**WORK ITEM:** Pick out each line below containing "inserted".

**STUDY MATERIAL:**
= = = = = = =

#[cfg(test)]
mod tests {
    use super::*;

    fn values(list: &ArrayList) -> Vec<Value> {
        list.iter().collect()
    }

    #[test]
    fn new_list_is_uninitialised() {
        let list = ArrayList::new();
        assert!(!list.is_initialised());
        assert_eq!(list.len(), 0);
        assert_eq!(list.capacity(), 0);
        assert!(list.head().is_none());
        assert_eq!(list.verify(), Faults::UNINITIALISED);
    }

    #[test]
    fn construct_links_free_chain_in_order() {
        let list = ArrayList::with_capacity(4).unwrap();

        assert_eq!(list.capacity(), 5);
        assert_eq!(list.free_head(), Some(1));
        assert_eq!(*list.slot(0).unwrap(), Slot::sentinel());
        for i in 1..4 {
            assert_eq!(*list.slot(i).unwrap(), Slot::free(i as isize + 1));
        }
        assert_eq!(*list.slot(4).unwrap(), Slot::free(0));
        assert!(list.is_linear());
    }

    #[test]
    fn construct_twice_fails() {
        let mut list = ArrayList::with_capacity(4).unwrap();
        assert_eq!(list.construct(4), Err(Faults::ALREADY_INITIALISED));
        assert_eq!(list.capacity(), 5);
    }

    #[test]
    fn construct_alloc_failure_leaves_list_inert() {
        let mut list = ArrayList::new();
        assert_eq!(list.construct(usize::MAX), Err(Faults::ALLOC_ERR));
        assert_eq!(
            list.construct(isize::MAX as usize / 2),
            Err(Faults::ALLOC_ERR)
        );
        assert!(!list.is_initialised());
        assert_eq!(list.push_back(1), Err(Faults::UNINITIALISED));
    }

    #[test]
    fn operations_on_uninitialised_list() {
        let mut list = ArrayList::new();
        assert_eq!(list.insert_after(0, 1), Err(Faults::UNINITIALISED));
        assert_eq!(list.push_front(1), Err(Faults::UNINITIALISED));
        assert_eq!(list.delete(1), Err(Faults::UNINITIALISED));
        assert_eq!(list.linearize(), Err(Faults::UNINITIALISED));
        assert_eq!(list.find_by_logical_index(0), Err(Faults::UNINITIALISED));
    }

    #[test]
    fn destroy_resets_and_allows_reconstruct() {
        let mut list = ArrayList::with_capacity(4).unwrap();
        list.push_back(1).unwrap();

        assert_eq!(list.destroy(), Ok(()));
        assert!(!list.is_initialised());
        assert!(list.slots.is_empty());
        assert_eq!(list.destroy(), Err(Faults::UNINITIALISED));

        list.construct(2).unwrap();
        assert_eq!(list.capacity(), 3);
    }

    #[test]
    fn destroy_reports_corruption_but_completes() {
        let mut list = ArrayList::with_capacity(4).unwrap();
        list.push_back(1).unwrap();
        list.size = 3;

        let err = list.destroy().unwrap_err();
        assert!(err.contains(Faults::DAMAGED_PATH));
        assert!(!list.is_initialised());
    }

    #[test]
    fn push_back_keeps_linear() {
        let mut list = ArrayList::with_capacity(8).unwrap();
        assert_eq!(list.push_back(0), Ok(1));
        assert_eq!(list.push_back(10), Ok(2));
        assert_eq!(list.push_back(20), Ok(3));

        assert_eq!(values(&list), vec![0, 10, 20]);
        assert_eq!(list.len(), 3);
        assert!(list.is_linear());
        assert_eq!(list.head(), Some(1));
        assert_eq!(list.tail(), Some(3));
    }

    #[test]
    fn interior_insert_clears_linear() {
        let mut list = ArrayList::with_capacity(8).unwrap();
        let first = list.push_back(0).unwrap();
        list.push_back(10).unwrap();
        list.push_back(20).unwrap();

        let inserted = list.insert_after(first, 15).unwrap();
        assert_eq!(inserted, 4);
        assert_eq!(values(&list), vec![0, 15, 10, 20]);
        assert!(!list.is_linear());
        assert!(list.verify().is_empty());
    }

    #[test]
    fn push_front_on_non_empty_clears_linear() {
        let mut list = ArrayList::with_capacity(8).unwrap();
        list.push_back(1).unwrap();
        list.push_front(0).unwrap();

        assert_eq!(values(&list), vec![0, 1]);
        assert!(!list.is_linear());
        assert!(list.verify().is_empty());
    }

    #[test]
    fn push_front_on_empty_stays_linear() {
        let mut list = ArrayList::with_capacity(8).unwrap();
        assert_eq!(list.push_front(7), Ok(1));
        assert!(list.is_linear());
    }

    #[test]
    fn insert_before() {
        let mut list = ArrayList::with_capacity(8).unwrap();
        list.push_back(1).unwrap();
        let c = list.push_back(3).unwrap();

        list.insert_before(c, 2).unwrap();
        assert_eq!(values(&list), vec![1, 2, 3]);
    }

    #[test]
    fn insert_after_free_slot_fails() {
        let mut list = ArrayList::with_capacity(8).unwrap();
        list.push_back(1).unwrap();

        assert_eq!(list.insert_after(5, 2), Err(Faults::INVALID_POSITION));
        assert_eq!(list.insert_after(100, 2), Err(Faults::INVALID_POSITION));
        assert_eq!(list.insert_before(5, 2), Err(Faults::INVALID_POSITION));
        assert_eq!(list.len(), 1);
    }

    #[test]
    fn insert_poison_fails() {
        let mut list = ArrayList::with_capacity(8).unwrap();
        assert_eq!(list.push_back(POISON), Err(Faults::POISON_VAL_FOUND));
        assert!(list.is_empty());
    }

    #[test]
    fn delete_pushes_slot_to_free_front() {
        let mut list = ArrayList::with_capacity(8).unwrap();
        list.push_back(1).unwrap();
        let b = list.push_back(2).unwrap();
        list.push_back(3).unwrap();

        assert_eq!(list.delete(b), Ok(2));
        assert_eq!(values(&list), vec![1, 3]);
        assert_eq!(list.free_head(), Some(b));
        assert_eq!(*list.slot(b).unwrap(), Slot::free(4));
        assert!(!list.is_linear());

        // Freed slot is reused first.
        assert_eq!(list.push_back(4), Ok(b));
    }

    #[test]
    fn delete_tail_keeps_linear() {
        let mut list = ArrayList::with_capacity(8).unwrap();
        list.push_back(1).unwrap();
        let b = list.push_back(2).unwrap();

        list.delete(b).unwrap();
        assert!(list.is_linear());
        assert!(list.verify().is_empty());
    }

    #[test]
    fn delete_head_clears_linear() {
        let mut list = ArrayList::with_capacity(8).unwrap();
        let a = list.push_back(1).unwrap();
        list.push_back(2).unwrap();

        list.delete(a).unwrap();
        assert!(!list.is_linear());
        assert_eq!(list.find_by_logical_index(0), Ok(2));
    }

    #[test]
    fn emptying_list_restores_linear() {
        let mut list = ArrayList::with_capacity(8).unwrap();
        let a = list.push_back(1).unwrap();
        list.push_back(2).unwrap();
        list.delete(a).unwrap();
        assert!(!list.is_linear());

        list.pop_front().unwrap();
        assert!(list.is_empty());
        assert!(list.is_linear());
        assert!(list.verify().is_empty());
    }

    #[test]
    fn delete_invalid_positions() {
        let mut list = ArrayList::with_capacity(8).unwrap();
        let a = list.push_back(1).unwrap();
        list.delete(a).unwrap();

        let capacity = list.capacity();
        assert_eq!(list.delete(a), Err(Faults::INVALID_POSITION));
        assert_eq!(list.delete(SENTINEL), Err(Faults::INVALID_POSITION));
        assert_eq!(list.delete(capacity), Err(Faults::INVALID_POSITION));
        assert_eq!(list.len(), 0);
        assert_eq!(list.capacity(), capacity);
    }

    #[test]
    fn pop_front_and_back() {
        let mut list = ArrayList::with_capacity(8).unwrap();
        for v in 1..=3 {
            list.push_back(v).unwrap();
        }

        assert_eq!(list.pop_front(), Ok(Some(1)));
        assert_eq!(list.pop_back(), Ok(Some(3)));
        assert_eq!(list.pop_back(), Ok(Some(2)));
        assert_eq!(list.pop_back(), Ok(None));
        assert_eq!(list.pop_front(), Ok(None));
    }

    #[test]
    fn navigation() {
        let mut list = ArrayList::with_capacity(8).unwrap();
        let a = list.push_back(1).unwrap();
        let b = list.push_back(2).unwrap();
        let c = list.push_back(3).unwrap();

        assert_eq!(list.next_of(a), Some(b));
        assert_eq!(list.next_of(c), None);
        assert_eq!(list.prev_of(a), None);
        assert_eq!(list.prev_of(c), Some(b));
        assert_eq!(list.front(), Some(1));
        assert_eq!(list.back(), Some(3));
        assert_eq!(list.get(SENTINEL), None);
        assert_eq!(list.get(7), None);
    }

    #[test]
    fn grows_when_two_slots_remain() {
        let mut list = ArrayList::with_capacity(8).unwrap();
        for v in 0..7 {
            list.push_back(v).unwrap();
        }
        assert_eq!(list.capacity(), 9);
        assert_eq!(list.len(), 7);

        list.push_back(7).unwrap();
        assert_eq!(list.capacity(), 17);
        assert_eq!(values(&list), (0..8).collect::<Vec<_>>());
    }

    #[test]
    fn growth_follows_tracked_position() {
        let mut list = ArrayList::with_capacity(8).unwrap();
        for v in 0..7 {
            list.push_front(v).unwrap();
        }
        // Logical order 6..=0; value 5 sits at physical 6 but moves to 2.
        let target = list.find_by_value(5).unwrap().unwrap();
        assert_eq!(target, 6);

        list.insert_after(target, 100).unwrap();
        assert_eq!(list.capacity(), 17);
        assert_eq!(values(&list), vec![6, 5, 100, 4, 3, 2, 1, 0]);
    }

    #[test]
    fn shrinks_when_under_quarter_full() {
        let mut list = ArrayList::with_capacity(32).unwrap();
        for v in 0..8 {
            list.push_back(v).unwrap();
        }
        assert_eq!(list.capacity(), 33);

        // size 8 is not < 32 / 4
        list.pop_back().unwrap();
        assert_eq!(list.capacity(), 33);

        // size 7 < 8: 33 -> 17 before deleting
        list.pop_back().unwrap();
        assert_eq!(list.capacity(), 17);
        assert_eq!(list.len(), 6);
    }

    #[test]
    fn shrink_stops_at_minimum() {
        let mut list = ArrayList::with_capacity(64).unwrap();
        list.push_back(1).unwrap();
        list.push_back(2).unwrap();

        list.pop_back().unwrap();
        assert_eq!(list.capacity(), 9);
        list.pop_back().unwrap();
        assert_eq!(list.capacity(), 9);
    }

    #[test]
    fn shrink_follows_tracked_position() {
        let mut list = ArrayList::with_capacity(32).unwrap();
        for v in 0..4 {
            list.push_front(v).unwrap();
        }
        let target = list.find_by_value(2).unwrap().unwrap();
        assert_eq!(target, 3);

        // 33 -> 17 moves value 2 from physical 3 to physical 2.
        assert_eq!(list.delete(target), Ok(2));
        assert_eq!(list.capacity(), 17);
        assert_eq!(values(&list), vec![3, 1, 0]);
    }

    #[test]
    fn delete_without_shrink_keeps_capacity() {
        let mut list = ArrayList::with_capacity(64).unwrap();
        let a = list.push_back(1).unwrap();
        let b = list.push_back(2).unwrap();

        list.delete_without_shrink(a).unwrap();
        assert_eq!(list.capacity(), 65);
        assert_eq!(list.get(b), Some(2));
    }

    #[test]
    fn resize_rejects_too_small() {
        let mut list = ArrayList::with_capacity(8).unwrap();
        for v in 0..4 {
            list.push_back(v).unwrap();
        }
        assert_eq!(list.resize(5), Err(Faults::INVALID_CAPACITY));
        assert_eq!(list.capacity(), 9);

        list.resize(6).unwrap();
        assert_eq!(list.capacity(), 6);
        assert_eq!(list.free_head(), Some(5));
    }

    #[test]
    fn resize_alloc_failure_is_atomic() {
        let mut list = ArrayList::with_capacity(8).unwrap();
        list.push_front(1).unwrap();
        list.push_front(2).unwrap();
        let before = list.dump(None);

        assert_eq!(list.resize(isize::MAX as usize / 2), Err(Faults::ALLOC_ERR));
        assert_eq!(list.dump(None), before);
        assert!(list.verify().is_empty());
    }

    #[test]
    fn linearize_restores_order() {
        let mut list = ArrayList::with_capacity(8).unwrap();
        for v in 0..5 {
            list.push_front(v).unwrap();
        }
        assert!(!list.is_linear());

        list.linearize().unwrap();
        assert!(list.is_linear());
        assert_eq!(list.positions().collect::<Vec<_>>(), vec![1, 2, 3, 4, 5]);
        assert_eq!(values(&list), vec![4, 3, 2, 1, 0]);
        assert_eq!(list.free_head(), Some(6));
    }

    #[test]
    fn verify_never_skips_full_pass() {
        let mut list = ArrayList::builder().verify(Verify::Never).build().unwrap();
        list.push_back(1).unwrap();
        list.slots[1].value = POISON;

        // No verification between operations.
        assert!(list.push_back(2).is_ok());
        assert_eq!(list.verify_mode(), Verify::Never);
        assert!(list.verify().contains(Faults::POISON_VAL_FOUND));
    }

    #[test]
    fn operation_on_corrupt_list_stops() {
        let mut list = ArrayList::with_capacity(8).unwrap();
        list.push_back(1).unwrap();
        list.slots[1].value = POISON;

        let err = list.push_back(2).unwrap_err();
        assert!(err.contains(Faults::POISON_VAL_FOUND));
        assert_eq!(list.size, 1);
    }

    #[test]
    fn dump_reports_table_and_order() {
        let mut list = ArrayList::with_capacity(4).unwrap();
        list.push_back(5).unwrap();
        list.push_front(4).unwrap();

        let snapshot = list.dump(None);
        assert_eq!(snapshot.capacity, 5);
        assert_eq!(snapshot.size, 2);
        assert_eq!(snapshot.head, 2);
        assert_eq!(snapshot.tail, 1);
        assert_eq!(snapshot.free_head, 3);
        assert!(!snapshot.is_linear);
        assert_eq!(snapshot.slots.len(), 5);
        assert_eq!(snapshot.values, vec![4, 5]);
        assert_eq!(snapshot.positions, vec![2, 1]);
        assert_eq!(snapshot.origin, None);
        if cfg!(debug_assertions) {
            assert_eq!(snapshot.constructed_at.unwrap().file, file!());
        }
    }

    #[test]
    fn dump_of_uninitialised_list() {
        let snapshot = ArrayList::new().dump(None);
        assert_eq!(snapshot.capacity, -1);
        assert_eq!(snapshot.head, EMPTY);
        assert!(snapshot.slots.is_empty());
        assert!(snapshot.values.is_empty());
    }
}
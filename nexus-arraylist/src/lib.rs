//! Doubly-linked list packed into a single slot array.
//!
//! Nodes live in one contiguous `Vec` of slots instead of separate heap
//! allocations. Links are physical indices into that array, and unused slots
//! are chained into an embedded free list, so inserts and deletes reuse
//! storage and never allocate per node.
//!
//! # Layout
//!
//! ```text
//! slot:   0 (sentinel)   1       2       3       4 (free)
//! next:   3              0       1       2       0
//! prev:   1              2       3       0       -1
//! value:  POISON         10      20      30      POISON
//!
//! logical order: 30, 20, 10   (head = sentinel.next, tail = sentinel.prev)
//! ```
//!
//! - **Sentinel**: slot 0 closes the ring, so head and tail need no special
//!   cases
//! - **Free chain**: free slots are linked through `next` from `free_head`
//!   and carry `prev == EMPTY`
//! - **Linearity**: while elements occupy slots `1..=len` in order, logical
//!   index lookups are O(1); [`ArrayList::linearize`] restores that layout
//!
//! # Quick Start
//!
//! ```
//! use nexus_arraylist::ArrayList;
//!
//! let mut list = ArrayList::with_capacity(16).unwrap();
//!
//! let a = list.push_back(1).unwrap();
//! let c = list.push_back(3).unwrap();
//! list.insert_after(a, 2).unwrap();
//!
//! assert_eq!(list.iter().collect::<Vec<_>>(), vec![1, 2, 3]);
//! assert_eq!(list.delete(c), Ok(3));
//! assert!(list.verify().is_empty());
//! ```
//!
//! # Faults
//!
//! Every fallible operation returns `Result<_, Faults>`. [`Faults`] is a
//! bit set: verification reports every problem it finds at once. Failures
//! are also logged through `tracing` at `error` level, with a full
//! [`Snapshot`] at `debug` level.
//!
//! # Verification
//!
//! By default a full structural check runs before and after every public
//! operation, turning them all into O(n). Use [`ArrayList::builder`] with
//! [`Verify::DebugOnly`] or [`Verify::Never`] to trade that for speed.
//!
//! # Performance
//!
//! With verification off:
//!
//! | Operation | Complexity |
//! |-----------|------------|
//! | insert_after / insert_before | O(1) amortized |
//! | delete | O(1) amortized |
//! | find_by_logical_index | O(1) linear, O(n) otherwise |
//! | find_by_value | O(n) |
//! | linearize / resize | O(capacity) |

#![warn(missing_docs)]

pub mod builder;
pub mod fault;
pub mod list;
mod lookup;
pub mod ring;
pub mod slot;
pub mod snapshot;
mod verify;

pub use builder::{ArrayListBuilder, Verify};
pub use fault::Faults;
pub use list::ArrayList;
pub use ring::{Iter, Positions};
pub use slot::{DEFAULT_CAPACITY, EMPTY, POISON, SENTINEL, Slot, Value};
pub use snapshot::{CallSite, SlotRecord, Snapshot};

= = = = = = =

**FINISHED TASK:**
        let inserted = list.insert_after(first, 15).unwrap();
        assert_eq!(inserted, 4);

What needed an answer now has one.